• Object Storage Service

obs
  1. Help Center
  2. Object Storage Service
  3. API Reference (OBS)
  4. OBS REST APIs
  5. Authenticating a Request
  6. V2 Temporarily Authorized Request

V2 Temporarily Authorized Request

Requests for temporarily authorized operations are authenticated using the query-string parameters instead of the authorization header.

In OBS, a registered and activated user can use its account to create a URL that contains authentication information. In addition, any user that obtains the URL can perform the operation specified by the URL.

For example, during temporarily authorized Get Object request, a specific URL is created and any user obtaining this URL can get the specified object before the expired time.

GET /ObjectKey?AWSAccessKeyId=AccessKeyID&Expires=ExpiresValue&Signature=signature HTTP/ 1.1
Host: bucketname.obs.example.com

The required authentication elements are specified as query string parameters detailed in Table 1.
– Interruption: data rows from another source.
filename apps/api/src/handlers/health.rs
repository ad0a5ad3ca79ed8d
use axum::Json;
use axum::extract::State;
use axum::http::StatusCode;

use crate::dto::{HealthDependencyStatus, HealthResponse};
use crate::state::AppState;

mod checks;
mod handlers;

pub use handlers::health_handler;
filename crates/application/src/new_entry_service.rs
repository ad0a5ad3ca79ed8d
use std::sync::Arc;

use galley_domain::{Chain, Contact, Group, Site, Supplier};

use crate::LinkedRecordRepository;

mod commit;
mod lookup;
mod plan;

pub use plan::NewEntryPlan;

/// Records produced by one new-entry submission. Skipped records are `None`.
#[derive(Debug, Clone, Default, PartialEq)]
pub struct NewEntryOutcome {
    /// Created group, including back-patched references.
    pub group: Option<Group>,
    /// Created chain, including back-patched references.
    pub chain: Option<Chain>,
    /// Created site, including back-patched references.
    pub site: Option<Site>,
    /// Created contact.
    pub contact: Option<Contact>,
    /// Created supplier.
    pub supplier: Option<Supplier>,
}

impl NewEntryOutcome {
    /// Returns whether nothing was created.
    #[must_use]
    pub fn is_empty(&self) -> bool {
        self.group.is_none()
            && self.chain.is_none()
            && self.site.is_none()
            && self.contact.is_none()
            && self.supplier.is_none()
    }
}

/// Creates linked groups, chains, sites, contacts and suppliers from one submission.
///
/// Work happens in two phases. [`NewEntryPlan::from_input`] validates the
/// submission without touching the store; [`NewEntryService::commit`] creates
/// records parent-first and then back-patches parents with their new children.
/// A failing store call stops the sequence and earlier writes stay persisted.
#[derive(Clone)]
pub struct NewEntryService {
    repository: Arc<dyn LinkedRecordRepository>,
}

impl NewEntryService {
    /// Creates a new-entry service over the given record store.
    #[must_use]
    pub fn new(repository: Arc<dyn LinkedRecordRepository>) -> Self {
        Self { repository }
    }
}
use async_trait::async_trait;
use galley_core::AppResult;
use galley_domain::{
    Chain, ChainDraft, Contact, ContactDraft, Group, GroupDraft, RecordId, Site, SiteDraft,
    Supplier, SupplierDraft,
};

/// Port for the client-relationship document store.
///
/// Every collection assigns ids on `create`. `save` overwrites the stored
/// document with the given state and returns it with a fresh save instant.
#[async_trait]
pub trait LinkedRecordRepository: Send + Sync {
    /// Creates a group.
    async fn create_group(&self, draft: GroupDraft) -> AppResult<Group>;

    /// Creates a chain.
    async fn create_chain(&self, draft: ChainDraft) -> AppResult<Chain>;

    /// Creates a site.
    async fn create_site(&self, draft: SiteDraft) -> AppResult<Site>;

    /// Creates a contact.
    async fn create_contact(&self, draft: ContactDraft) -> AppResult<Contact>;

    /// Creates a supplier.
    async fn create_supplier(&self, draft: SupplierDraft) -> AppResult<Supplier>;

    /// Finds a group by id.
    async fn find_group(&self, id: RecordId) -> AppResult<Option<Group>>;

    /// Finds a chain by id.
    async fn find_chain(&self, id: RecordId) -> AppResult<Option<Chain>>;

    /// Finds a site by id.
    async fn find_site(&self, id: RecordId) -> AppResult<Option<Site>>;

    /// Finds a contact by id.
    async fn find_contact(&self, id: RecordId) -> AppResult<Option<Contact>>;

    /// Finds a supplier by id.
    async fn find_supplier(&self, id: RecordId) -> AppResult<Option<Supplier>>;

    /// Persists an existing group.
    async fn save_group(&self, group: Group) -> AppResult<Group>;

    /// Persists an existing chain.
    async fn save_chain(&self, chain: Chain) -> AppResult<Chain>;

    /// Persists an existing site.
    async fn save_site(&self, site: Site) -> AppResult<Site>;
}
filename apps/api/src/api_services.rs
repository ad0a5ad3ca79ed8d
mod database;
mod state_builder;

pub use database::connect_and_migrate;
pub use state_builder::build_app_state;
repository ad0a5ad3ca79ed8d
use std::sync::Arc;

use chrono::Utc;
use galley_application::{
    ChainInput, GroupInput, LinkedRecordRepository, NewEntryInput, NewEntryService, SiteInput,
};
use galley_core::{AppError, NonEmptyString};
use galley_domain::{Group, GroupDraft, RecordId, RecordTimestamps, ReferenceSet, SupplierDraft};
use serde_json::Map;

use super::InMemoryLinkedRecordRepository;

fn group_draft(name: &str) -> GroupDraft {
    GroupDraft {
        group_name: NonEmptyString::new(name).unwrap_or_else(|_| unreachable!()),
        chains: ReferenceSet::new(),
        sites: ReferenceSet::new(),
        contacts: ReferenceSet::new(),
        attributes: Map::new(),
    }
}

#[tokio::test]
async fn created_records_are_found_by_id() {
    let repository = InMemoryLinkedRecordRepository::new();

    let group = repository.create_group(group_draft("G1")).await;
    assert!(group.is_ok());
    let group = group.unwrap_or_else(|_| unreachable!());

    let found = repository.find_group(group.id()).await;
    assert_eq!(found.ok().flatten(), Some(group));
}

#[tokio::test]
async fn suppliers_get_distinct_ids() {
    let repository = InMemoryLinkedRecordRepository::new();
    let draft = SupplierDraft {
        supplier_name: NonEmptyString::new("Steel Benches Co").unwrap_or_else(|_| unreachable!()),
        attributes: Map::new(),
    };

    let first = repository.create_supplier(draft.clone()).await;
    let second = repository.create_supplier(draft).await;

    let first_id = first.map(|supplier| supplier.id()).ok();
    let second_id = second.map(|supplier| supplier.id()).ok();
    assert!(first_id.is_some());
    assert_ne!(first_id, second_id);
}

#[tokio::test]
async fn save_keeps_creation_time_and_advances_update_time() {
    let repository = InMemoryLinkedRecordRepository::new();
    let mut group = repository
        .create_group(group_draft("G1"))
        .await
        .unwrap_or_else(|_| unreachable!());
    let created_at = group.timestamps().created_at();

    group.link_site(RecordId::new());
    let saved = repository
        .save_group(group)
        .await
        .unwrap_or_else(|_| unreachable!());

    assert_eq!(saved.timestamps().created_at(), created_at);
    assert!(saved.timestamps().updated_at() >= created_at);
    assert_eq!(saved.sites().len(), 1);
}

#[tokio::test]
async fn saving_unknown_group_is_not_found() {
    let repository = InMemoryLinkedRecordRepository::new();
    let detached = Group::new(
        RecordId::new(),
        group_draft("Ghost"),
        RecordTimestamps::created(Utc::now()),
    );

    let result = repository.save_group(detached).await;
    assert!(matches!(result, Err(AppError::NotFound(_))));
}

#[tokio::test]
async fn new_entry_back_patch_is_visible_through_the_store() {
    let repository = Arc::new(InMemoryLinkedRecordRepository::new());
    let service = NewEntryService::new(repository.clone());

    let outcome = service
        .create_entry(NewEntryInput {
            group: Some(GroupInput {
                group_name: Some("G1".to_owned()),
                ..GroupInput::default()
            }),
            chain: Some(ChainInput {
                chain_name: Some("C1".to_owned()),
                ..ChainInput::default()
            }),
            site: Some(SiteInput {
                site_name: Some("S1".to_owned()),
                ..SiteInput::default()
            }),
            ..NewEntryInput::default()
        })
        .await
        .unwrap_or_else(|_| unreachable!());

    let group_id = outcome.group.map(|group| group.id()).unwrap_or_default();
    let chain_id = outcome.chain.map(|chain| chain.id()).unwrap_or_default();
    let site_id = outcome.site.map(|site| site.id()).unwrap_or_default();

    let stored_group = repository
        .find_group(group_id)
        .await
        .ok()
        .flatten()
        .unwrap_or_else(|| unreachable!());
    assert_eq!(stored_group.chains().as_slice(), &[chain_id]);
    assert_eq!(stored_group.sites().as_slice(), &[site_id]);

    let stored_chain = repository
        .find_chain(chain_id)
        .await
        .ok()
        .flatten()
        .unwrap_or_else(|| unreachable!());
    assert_eq!(stored_chain.sites().as_slice(), &[site_id]);
}
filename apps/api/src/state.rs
use galley_application::NewEntryService;
use sqlx::PgPool;

use crate::api_config::StoreBackend;

/// Shared application state.
#[derive(Clone)]
pub struct AppState {
    pub new_entry_service: NewEntryService,
    pub store_backend: StoreBackend,
    pub postgres_pool: Option<PgPool>,
}
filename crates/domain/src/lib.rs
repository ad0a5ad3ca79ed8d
//! Domain records and invariants for kitchen survey client data.

#![forbid(unsafe_code)]

mod client;
mod record;

pub use client::{
    Attributes, Chain, ChainDraft, Contact, ContactDraft, Group, GroupDraft, LinkedRecord, Site,
    SiteDraft, Supplier, SupplierDraft, normalize_contact_emails,
};
pub use record::{EntityKind, RecordId, RecordTimestamps, ReferenceSet};
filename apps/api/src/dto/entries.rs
mod conversions;
mod types;

pub use types::{EntryResponse, NewEntryRequest, NewEntryResponse};
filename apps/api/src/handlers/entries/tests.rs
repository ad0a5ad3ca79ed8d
use std::sync::Arc;

use async_trait::async_trait;
use axum::Json;
use axum::body::Body;
use axum::extract::{FromRequest, Path, State};
use axum::http::header::CONTENT_TYPE;
use axum::http::{Request, StatusCode};
use axum::response::{IntoResponse, Response};
use galley_application::{LinkedRecordRepository, NewEntryService};
use galley_core::{AppError, AppResult};
use galley_domain::{
    Chain, ChainDraft, Contact, ContactDraft, Group, GroupDraft, RecordId, Site, SiteDraft,
    Supplier, SupplierDraft,
};
use galley_infrastructure::InMemoryLinkedRecordRepository;
use serde_json::{Value, json};
use tokio::sync::Mutex;

use crate::api_config::StoreBackend;
use crate::dto::NewEntryRequest;
use crate::handlers::health::health_handler;
use crate::state::AppState;

use super::{get_entry_handler, new_entry_handler};

/// Delegates to the in-memory store but refuses to create contacts.
#[derive(Default)]
struct ContactOutageRepository {
    inner: InMemoryLinkedRecordRepository,
    created_groups: Mutex<Vec<RecordId>>,
}

#[async_trait]
impl LinkedRecordRepository for ContactOutageRepository {
    async fn create_group(&self, draft: GroupDraft) -> AppResult<Group> {
        let group = self.inner.create_group(draft).await?;
        self.created_groups.lock().await.push(group.id());
        Ok(group)
    }

    async fn create_chain(&self, draft: ChainDraft) -> AppResult<Chain> {
        self.inner.create_chain(draft).await
    }

    async fn create_site(&self, draft: SiteDraft) -> AppResult<Site> {
        self.inner.create_site(draft).await
    }

    async fn create_contact(&self, _draft: ContactDraft) -> AppResult<Contact> {
        Err(AppError::Internal("contact collection unavailable".to_owned()))
    }

    async fn create_supplier(&self, draft: SupplierDraft) -> AppResult<Supplier> {
        self.inner.create_supplier(draft).await
    }

    async fn find_group(&self, id: RecordId) -> AppResult<Option<Group>> {
        self.inner.find_group(id).await
    }

    async fn find_chain(&self, id: RecordId) -> AppResult<Option<Chain>> {
        self.inner.find_chain(id).await
    }

    async fn find_site(&self, id: RecordId) -> AppResult<Option<Site>> {
        self.inner.find_site(id).await
    }

    async fn find_contact(&self, id: RecordId) -> AppResult<Option<Contact>> {
        self.inner.find_contact(id).await
    }

    async fn find_supplier(&self, id: RecordId) -> AppResult<Option<Supplier>> {
        self.inner.find_supplier(id).await
    }

    async fn save_group(&self, group: Group) -> AppResult<Group> {
        self.inner.save_group(group).await
    }

    async fn save_chain(&self, chain: Chain) -> AppResult<Chain> {
        self.inner.save_chain(chain).await
    }

    async fn save_site(&self, site: Site) -> AppResult<Site> {
        self.inner.save_site(site).await
    }
}

fn state_with(repository: Arc<dyn LinkedRecordRepository>) -> AppState {
    AppState {
        new_entry_service: NewEntryService::new(repository),
        store_backend: StoreBackend::Memory,
        postgres_pool: None,
    }
}

fn memory_state() -> AppState {
    state_with(Arc::new(InMemoryLinkedRecordRepository::new()))
}

fn request(payload: Value) -> Json<NewEntryRequest> {
    Json(serde_json::from_value(payload).unwrap_or_else(|_| unreachable!()))
}

async fn body_json(response: Response) -> Value {
    let bytes = axum::body::to_bytes(response.into_body(), usize::MAX)
        .await
        .unwrap_or_else(|_| unreachable!());
    serde_json::from_slice(&bytes).unwrap_or_else(|_| unreachable!())
}

async fn post_entry(state: AppState, payload: Value) -> Response {
    new_entry_handler(State(state), Ok(request(payload)))
        .await
        .into_response()
}

#[tokio::test]
async fn full_submission_links_every_record() {
    let response = post_entry(
        memory_state(),
        json!({
            "group": { "groupName": "Harbour Hospitality" },
            "chain": { "chainName": "Dockside Grills", "region": "South West" },
            "site": { "siteName": "Bristol Quay" },
            "contact": {
                "contactFirstName": "Ada",
                "contactLastName": "Byron",
                "contactEmails": "ada@example.com"
            },
            "supplier": { "supplierName": "Steel Benches Co" }
        }),
    )
    .await;

    assert_eq!(response.status(), StatusCode::CREATED);
    let body = body_json(response).await;
    assert_eq!(body["success"], json!(true));

    let data = &body["data"];
    let group_id = data["group"]["id"].clone();
    let chain_id = data["chain"]["id"].clone();
    let site_id = data["site"]["id"].clone();
    let contact_id = data["contact"]["id"].clone();

    assert_eq!(data["group"]["chains"], json!([chain_id]));
    assert_eq!(data["group"]["sites"], json!([site_id]));
    assert_eq!(data["group"]["contacts"], json!([contact_id]));
    assert_eq!(data["chain"]["group"], group_id);
    assert_eq!(data["chain"]["groups"], json!([group_id]));
    assert_eq!(data["chain"]["region"], json!("South West"));
    assert_eq!(data["site"]["chain"], chain_id);
    assert_eq!(data["site"]["contacts"], json!([contact_id]));
    assert_eq!(data["contact"]["site"], site_id);
    assert_eq!(data["contact"]["contactEmails"], json!(["ada@example.com"]));
    assert_eq!(data["supplier"]["supplierName"], json!("Steel Benches Co"));
    assert!(data["supplier"].get("groups").is_none());
}

#[tokio::test]
async fn payload_without_identity_fields_creates_nothing() {
    let response = post_entry(
        memory_state(),
        json!({
            "group": { "groupName": "   " },
            "contact": { "contactFirstName": "Ada" },
            "supplier": {}
        }),
    )
    .await;

    assert_eq!(response.status(), StatusCode::CREATED);
    let body = body_json(response).await;
    assert_eq!(
        body["data"],
        json!({
            "group": null,
            "chain": null,
            "site": null,
            "contact": null,
            "supplier": null
        })
    );
}

#[tokio::test]
async fn contact_outage_keeps_parents_and_answers_bad_request() {
    let repository = Arc::new(ContactOutageRepository::default());
    let state = state_with(repository.clone());

    let response = post_entry(
        state.clone(),
        json!({
            "group": { "groupName": "Harbour Hospitality" },
            "chain": { "chainName": "Dockside Grills" },
            "site": { "siteName": "Bristol Quay" },
            "contact": { "contactFirstName": "Ada", "contactLastName": "Byron" }
        }),
    )
    .await;

    assert_eq!(response.status(), StatusCode::BAD_REQUEST);
    let body = body_json(response).await;
    assert_eq!(body["success"], json!(false));
    assert_eq!(
        body["error"],
        json!("internal error: contact collection unavailable")
    );

    let group_id = repository
        .created_groups
        .lock()
        .await
        .first()
        .copied()
        .unwrap_or_else(|| unreachable!());
    let lookup = get_entry_handler(
        State(state),
        Path(("groups".to_owned(), group_id.to_string())),
    )
    .await
    .into_response();
    assert_eq!(lookup.status(), StatusCode::OK);

    let stored = body_json(lookup).await;
    assert_eq!(stored["kind"], json!("group"));
    assert_eq!(stored["data"]["groupName"], json!("Harbour Hospitality"));
    assert_eq!(stored["data"]["chains"], json!([]));
}

#[tokio::test]
async fn malformed_reference_is_bad_request() {
    let response = post_entry(
        memory_state(),
        json!({
            "chain": { "chainName": "Dockside Grills", "groups": ["not-a-uuid"] }
        }),
    )
    .await;

    assert_eq!(response.status(), StatusCode::BAD_REQUEST);
    let body = body_json(response).await;
    assert_eq!(body["success"], json!(false));
}

#[tokio::test]
async fn unreadable_body_is_bad_request() {
    let raw = Request::builder()
        .method("POST")
        .uri("/api/newEntry")
        .header(CONTENT_TYPE, "application/json")
        .body(Body::from("{\"group\": "))
        .unwrap_or_else(|_| unreachable!());
    let payload = Json::<NewEntryRequest>::from_request(raw, &()).await;
    assert!(payload.is_err());

    let response = new_entry_handler(State(memory_state()), payload)
        .await
        .into_response();

    assert_eq!(response.status(), StatusCode::BAD_REQUEST);
    let body = body_json(response).await;
    assert_eq!(body["success"], json!(false));
    assert!(body["error"].as_str().is_some_and(|error| !error.is_empty()));
}

#[tokio::test]
async fn lookup_reports_missing_and_unknown_kinds() {
    let missing = get_entry_handler(
        State(memory_state()),
        Path(("site".to_owned(), RecordId::new().to_string())),
    )
    .await
    .into_response();
    assert_eq!(missing.status(), StatusCode::NOT_FOUND);
    assert_eq!(body_json(missing).await["success"], json!(false));

    let unknown = get_entry_handler(
        State(memory_state()),
        Path(("quotes".to_owned(), RecordId::new().to_string())),
    )
    .await
    .into_response();
    assert_eq!(unknown.status(), StatusCode::BAD_REQUEST);
}

#[tokio::test]
async fn health_reports_memory_store() {
    let (status, Json(health)) = health_handler(State(memory_state())).await;

    assert_eq!(status, StatusCode::OK);
    assert!(health.ready);
    assert_eq!(health.store.backend, "memory");
}
use galley_core::{AppResult, NonEmptyString};
use galley_domain::{
    ChainDraft, ContactDraft, GroupDraft, ReferenceSet, SiteDraft, SupplierDraft,
    normalize_contact_emails,
};

use crate::{ChainInput, ContactInput, GroupInput, NewEntryInput, SiteInput, SupplierInput};

/// Validated drafts for one submission, before any store write.
///
/// A draft is present only when its identity fields are non-blank.
#[derive(Debug, Clone, Default, PartialEq)]
pub struct NewEntryPlan {
    pub(super) group: Option<GroupDraft>,
    pub(super) chain: Option<ChainDraft>,
    pub(super) site: Option<SiteDraft>,
    pub(super) contact: Option<ContactDraft>,
    pub(super) supplier: Option<SupplierDraft>,
}

impl NewEntryPlan {
    /// Validates a submission into drafts.
    ///
    /// Sub-objects missing their identity fields are skipped without error.
    /// Malformed reference ids or email values on a kept sub-object fail.
    pub fn from_input(input: NewEntryInput) -> AppResult<Self> {
        Ok(Self {
            group: input.group.map(group_draft).transpose()?.flatten(),
            chain: input.chain.map(chain_draft).transpose()?.flatten(),
            site: input.site.map(site_draft).transpose()?.flatten(),
            contact: input.contact.map(contact_draft).transpose()?.flatten(),
            supplier: input.supplier.and_then(supplier_draft),
        })
    }

    /// Returns whether the plan creates nothing.
    #[must_use]
    pub fn is_empty(&self) -> bool {
        self.group.is_none()
            && self.chain.is_none()
            && self.site.is_none()
            && self.contact.is_none()
            && self.supplier.is_none()
    }

    /// Returns the group draft, if any.
    #[must_use]
    pub fn group(&self) -> Option<&GroupDraft> {
        self.group.as_ref()
    }

    /// Returns the chain draft, if any.
    #[must_use]
    pub fn chain(&self) -> Option<&ChainDraft> {
        self.chain.as_ref()
    }

    /// Returns the site draft, if any.
    #[must_use]
    pub fn site(&self) -> Option<&SiteDraft> {
        self.site.as_ref()
    }

    /// Returns the contact draft, if any.
    #[must_use]
    pub fn contact(&self) -> Option<&ContactDraft> {
        self.contact.as_ref()
    }

    /// Returns the supplier draft, if any.
    #[must_use]
    pub fn supplier(&self) -> Option<&SupplierDraft> {
        self.supplier.as_ref()
    }
}

fn group_draft(input: GroupInput) -> AppResult<Option<GroupDraft>> {
    let Some(group_name) = NonEmptyString::from_optional(input.group_name.as_deref()) else {
        return Ok(None);
    };

    Ok(Some(GroupDraft {
        group_name,
        chains: ReferenceSet::parse_all(&input.chains)?,
        sites: ReferenceSet::parse_all(&input.sites)?,
        contacts: ReferenceSet::parse_all(&input.contacts)?,
        attributes: input.attributes,
    }))
}

fn chain_draft(input: ChainInput) -> AppResult<Option<ChainDraft>> {
    let Some(chain_name) = NonEmptyString::from_optional(input.chain_name.as_deref()) else {
        return Ok(None);
    };

    Ok(Some(ChainDraft {
        chain_name,
        groups: with_legacy(input.group.as_deref(), &input.groups)?,
        sites: ReferenceSet::parse_all(&input.sites)?,
        contacts: ReferenceSet::parse_all(&input.contacts)?,
        attributes: input.attributes,
    }))
}

fn site_draft(input: SiteInput) -> AppResult<Option<SiteDraft>> {
    let Some(site_name) = NonEmptyString::from_optional(input.site_name.as_deref()) else {
        return Ok(None);
    };

    Ok(Some(SiteDraft {
        site_name,
        groups: with_legacy(input.group.as_deref(), &input.groups)?,
        chains: with_legacy(input.chain.as_deref(), &input.chains)?,
        contacts: ReferenceSet::parse_all(&input.contacts)?,
        attributes: input.attributes,
    }))
}

fn contact_draft(input: ContactInput) -> AppResult<Option<ContactDraft>> {
    let first_name = NonEmptyString::from_optional(input.first_name.as_deref());
    let last_name = NonEmptyString::from_optional(input.last_name.as_deref());
    let (Some(first_name), Some(last_name)) = (first_name, last_name) else {
        return Ok(None);
    };

    Ok(Some(ContactDraft {
        first_name,
        last_name,
        emails: normalize_contact_emails(input.emails.as_ref())?,
        groups: ReferenceSet::parse_all(&input.groups)?,
        chains: ReferenceSet::parse_all(&input.chains)?,
        sites: with_legacy(input.site.as_deref(), &input.sites)?,
        attributes: input.attributes,
    }))
}

fn supplier_draft(input: SupplierInput) -> Option<SupplierDraft> {
    NonEmptyString::from_optional(input.supplier_name.as_deref()).map(|supplier_name| {
        SupplierDraft {
            supplier_name,
            attributes: input.attributes,
        }
    })
}

/// Folds a legacy singular reference into the front of its array.
fn with_legacy(legacy: Option<&str>, values: &[String]) -> AppResult<ReferenceSet> {
    let legacy = legacy.filter(|value| !value.trim().is_empty());
    ReferenceSet::parse_all(legacy.into_iter().chain(values.iter().map(String::as_str)))
}
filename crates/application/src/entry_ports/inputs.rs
use galley_domain::Attributes;
use serde_json::Value;

/// Raw group values from a new-entry submission.
#[derive(Debug, Clone, Default, PartialEq)]
pub struct GroupInput {
    /// Identity field. Blank or absent skips the group.
    pub group_name: Option<String>,
    /// Already existing chain ids.
    pub chains: Vec<String>,
    /// Already existing site ids.
    pub sites: Vec<String>,
    /// Already existing contact ids.
    pub contacts: Vec<String>,
    /// Remaining entity-specific fields.
    pub attributes: Attributes,
}

/// Raw chain values from a new-entry submission.
#[derive(Debug, Clone, Default, PartialEq)]
pub struct ChainInput {
    /// Identity field. Blank or absent skips the chain.
    pub chain_name: Option<String>,
    /// Legacy singular group id.
    pub group: Option<String>,
    /// Already existing group ids.
    pub groups: Vec<String>,
    /// Already existing site ids.
    pub sites: Vec<String>,
    /// Already existing contact ids.
    pub contacts: Vec<String>,
    /// Remaining entity-specific fields.
    pub attributes: Attributes,
}

/// Raw site values from a new-entry submission.
#[derive(Debug, Clone, Default, PartialEq)]
pub struct SiteInput {
    /// Identity field. Blank or absent skips the site.
    pub site_name: Option<String>,
    /// Legacy singular group id.
    pub group: Option<String>,
    /// Already existing group ids.
    pub groups: Vec<String>,
    /// Legacy singular chain id.
    pub chain: Option<String>,
    /// Already existing chain ids.
    pub chains: Vec<String>,
    /// Already existing contact ids.
    pub contacts: Vec<String>,
    /// Remaining entity-specific fields.
    pub attributes: Attributes,
}

/// Raw contact values from a new-entry submission.
#[derive(Debug, Clone, Default, PartialEq)]
pub struct ContactInput {
    /// First identity field.
    pub first_name: Option<String>,
    /// Second identity field. Both names are needed to create a contact.
    pub last_name: Option<String>,
    /// Email value as submitted: a string, a list, or nothing.
    pub emails: Option<Value>,
    /// Legacy singular site id.
    pub site: Option<String>,
    /// Already existing group ids.
    pub groups: Vec<String>,
    /// Already existing chain ids.
    pub chains: Vec<String>,
    /// Already existing site ids.
    pub sites: Vec<String>,
    /// Remaining entity-specific fields.
    pub attributes: Attributes,
}

/// Raw supplier values from a new-entry submission.
#[derive(Debug, Clone, Default, PartialEq)]
pub struct SupplierInput {
    /// Identity field. Blank or absent skips the supplier.
    pub supplier_name: Option<String>,
    /// Remaining entity-specific fields.
    pub attributes: Attributes,
}

/// One new-entry submission with up to five optional records.
#[derive(Debug, Clone, Default, PartialEq)]
pub struct NewEntryInput {
    /// Optional group.
    pub group: Option<GroupInput>,
    /// Optional chain.
    pub chain: Option<ChainInput>,
    /// Optional site.
    pub site: Option<SiteInput>,
    /// Optional contact.
    pub contact: Option<ContactInput>,
    /// Optional supplier.
    pub supplier: Option<SupplierInput>,
}
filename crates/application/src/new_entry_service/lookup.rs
use galley_core::{AppError, AppResult};
use galley_domain::{EntityKind, LinkedRecord, RecordId};

use super::NewEntryService;

impl NewEntryService {
    /// Loads one stored record of the given kind.
    pub async fn find_record(&self, kind: EntityKind, id: RecordId) -> AppResult<LinkedRecord> {
        let record = match kind {
            EntityKind::Group => self
                .repository
                .find_group(id)
                .await?
                .map(LinkedRecord::Group),
            EntityKind::Chain => self
                .repository
                .find_chain(id)
                .await?
                .map(LinkedRecord::Chain),
            EntityKind::Site => self.repository.find_site(id).await?.map(LinkedRecord::Site),
            EntityKind::Contact => self
                .repository
                .find_contact(id)
                .await?
                .map(LinkedRecord::Contact),
            EntityKind::Supplier => self
                .repository
                .find_supplier(id)
                .await?
                .map(LinkedRecord::Supplier),
        };

        record.ok_or_else(|| AppError::NotFound(format!("{kind} '{id}' does not exist")))
    }
}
Table 1 Request parameters

Parameter

Description

Remarks

AWSAccessKeyId

Indicates the AK of the permission grantor.

Type: String

Mandatory

Expires

Indicates the time (expressed in seconds) when the temporarily authorized URL expires. The time must be in Coordinated Universal Time (UTC) format and later than 00:00:00 on January 1, 1970.

Type: String

Mandatory

Signature

Indicates the signature generated using the SK and parameter Expires.

Type: String

Mandatory

The query-string authentication differs from the authorization header authentication in the following aspects:

  • The signature is both Base64 and URL encoded.
  • Expires in StringToSign corresponds to Date in authorization information.
StringToSign = HTTP-Verb + "\n" + Content-MD5 + "\n" + Content-Type + "\n" + Expire + "\n" + CanonicalizedOBSHeaders + CanonicalizedResource.

 Signature = URL-Encode(Base64( HMAC-SHA1( UTF-8-Encoding-Of(YourSecretAccessKeyID, StringToSign ) ) )).